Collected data
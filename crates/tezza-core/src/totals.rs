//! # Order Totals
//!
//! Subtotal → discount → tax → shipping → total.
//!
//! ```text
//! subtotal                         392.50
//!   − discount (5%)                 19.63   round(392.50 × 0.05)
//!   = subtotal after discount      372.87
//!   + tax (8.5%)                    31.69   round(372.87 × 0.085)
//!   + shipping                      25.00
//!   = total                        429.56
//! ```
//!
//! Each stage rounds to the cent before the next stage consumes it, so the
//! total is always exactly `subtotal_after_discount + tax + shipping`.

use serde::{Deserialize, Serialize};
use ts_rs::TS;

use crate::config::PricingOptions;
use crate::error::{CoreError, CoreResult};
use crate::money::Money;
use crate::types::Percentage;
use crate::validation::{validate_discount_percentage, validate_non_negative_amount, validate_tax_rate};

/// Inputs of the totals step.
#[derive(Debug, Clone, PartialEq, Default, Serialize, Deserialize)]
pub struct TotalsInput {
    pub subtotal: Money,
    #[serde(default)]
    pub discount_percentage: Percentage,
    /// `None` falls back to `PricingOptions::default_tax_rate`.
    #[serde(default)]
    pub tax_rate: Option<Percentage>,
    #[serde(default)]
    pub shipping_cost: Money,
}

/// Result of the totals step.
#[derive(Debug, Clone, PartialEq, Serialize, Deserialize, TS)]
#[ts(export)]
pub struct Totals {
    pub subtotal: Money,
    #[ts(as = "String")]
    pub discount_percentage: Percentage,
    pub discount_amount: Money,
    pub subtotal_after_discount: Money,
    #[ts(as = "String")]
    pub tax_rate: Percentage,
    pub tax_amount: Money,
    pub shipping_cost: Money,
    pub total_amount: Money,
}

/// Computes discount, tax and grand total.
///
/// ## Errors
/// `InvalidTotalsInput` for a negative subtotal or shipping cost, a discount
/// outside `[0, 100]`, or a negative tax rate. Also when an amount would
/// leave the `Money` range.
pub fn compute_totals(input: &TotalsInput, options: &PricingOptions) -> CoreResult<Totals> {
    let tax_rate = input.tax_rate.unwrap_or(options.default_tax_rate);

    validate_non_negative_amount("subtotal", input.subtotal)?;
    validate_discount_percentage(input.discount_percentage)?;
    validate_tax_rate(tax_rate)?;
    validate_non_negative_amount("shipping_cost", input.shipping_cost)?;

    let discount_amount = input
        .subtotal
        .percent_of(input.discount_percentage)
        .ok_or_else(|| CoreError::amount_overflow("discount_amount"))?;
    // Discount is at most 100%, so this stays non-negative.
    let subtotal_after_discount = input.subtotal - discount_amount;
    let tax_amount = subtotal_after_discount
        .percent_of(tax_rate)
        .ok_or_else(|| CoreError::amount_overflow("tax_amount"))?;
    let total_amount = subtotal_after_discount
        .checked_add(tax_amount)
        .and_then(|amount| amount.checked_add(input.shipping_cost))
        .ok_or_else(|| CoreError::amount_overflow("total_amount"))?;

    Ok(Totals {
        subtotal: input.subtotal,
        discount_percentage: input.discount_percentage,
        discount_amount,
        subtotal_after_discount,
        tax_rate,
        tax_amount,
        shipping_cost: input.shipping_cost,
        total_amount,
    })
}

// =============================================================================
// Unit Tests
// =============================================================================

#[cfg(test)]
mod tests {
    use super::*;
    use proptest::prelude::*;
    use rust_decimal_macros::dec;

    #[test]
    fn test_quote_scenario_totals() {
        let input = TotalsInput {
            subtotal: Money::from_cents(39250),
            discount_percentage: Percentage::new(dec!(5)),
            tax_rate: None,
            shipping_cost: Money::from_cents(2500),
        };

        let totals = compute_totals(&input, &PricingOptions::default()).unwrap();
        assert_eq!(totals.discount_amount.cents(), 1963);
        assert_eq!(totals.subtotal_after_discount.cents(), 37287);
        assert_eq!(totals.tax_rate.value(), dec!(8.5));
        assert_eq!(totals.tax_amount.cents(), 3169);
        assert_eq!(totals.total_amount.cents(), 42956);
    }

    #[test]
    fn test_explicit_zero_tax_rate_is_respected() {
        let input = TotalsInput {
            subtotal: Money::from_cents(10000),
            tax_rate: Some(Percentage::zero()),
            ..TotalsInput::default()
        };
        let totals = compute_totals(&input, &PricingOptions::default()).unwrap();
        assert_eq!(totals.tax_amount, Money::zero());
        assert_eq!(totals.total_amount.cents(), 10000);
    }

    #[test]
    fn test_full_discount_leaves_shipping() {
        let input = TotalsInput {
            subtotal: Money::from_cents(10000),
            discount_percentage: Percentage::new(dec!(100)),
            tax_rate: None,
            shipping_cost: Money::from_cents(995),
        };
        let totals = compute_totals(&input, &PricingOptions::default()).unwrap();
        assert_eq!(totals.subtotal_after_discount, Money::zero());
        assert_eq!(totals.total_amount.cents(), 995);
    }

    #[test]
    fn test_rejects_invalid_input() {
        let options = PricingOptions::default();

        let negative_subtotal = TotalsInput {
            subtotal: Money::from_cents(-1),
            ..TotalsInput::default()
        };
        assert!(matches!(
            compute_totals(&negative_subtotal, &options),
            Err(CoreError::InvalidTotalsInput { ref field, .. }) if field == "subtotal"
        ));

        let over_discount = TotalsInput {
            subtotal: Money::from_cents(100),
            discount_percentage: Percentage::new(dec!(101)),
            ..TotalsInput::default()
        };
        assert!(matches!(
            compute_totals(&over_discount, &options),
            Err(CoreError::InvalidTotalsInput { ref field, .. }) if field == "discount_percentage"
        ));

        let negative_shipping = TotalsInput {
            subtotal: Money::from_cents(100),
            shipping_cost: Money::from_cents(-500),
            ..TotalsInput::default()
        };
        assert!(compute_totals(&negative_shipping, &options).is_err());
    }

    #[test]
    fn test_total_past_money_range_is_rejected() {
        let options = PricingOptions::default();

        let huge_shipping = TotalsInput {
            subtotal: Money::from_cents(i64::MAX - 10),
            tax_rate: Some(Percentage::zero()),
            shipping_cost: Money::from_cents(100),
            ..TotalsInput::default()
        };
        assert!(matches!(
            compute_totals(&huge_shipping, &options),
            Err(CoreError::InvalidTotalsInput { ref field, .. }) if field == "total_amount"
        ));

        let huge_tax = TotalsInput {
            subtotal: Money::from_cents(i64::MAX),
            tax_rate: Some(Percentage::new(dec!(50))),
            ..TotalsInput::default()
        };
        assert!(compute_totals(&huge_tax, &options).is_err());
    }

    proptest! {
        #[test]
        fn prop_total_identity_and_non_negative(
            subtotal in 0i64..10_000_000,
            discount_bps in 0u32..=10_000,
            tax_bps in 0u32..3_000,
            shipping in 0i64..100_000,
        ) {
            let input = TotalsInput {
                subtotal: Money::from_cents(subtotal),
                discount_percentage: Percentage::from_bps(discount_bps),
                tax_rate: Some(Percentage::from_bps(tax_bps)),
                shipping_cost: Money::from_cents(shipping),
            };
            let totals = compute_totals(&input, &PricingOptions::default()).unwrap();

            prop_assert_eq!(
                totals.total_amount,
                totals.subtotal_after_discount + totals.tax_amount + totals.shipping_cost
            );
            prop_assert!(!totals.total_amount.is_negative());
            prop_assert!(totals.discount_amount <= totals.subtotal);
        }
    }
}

Exercise details
Word for word, repeat the data from its first line through the line with "Result of the totals step.", including both of those lines and no others.

Solution to this task
filename crates/tezza-core/src/totals.rs
//! # Order Totals
//!
//! Subtotal → discount → tax → shipping → total.
//!
//! ```text
//! subtotal                         392.50
//!   − discount (5%)                 19.63   round(392.50 × 0.05)
//!   = subtotal after discount      372.87
//!   + tax (8.5%)                    31.69   round(372.87 × 0.085)
//!   + shipping                      25.00
//!   = total                        429.56
//! ```
//!
//! Each stage rounds to the cent before the next stage consumes it, so the
//! total is always exactly `subtotal_after_discount + tax + shipping`.

use serde::{Deserialize, Serialize};
use ts_rs::TS;

use crate::config::PricingOptions;
use crate::error::{CoreError, CoreResult};
use crate::money::Money;
use crate::types::Percentage;
use crate::validation::{validate_discount_percentage, validate_non_negative_amount, validate_tax_rate};

/// Inputs of the totals step.
#[derive(Debug, Clone, PartialEq, Default, Serialize, Deserialize)]
pub struct TotalsInput {
    pub subtotal: Money,
    #[serde(default)]
    pub discount_percentage: Percentage,
    /// `None` falls back to `PricingOptions::default_tax_rate`.
    #[serde(default)]
    pub tax_rate: Option<Percentage>,
    #[serde(default)]
    pub shipping_cost: Money,
}

/// Result of the totals step.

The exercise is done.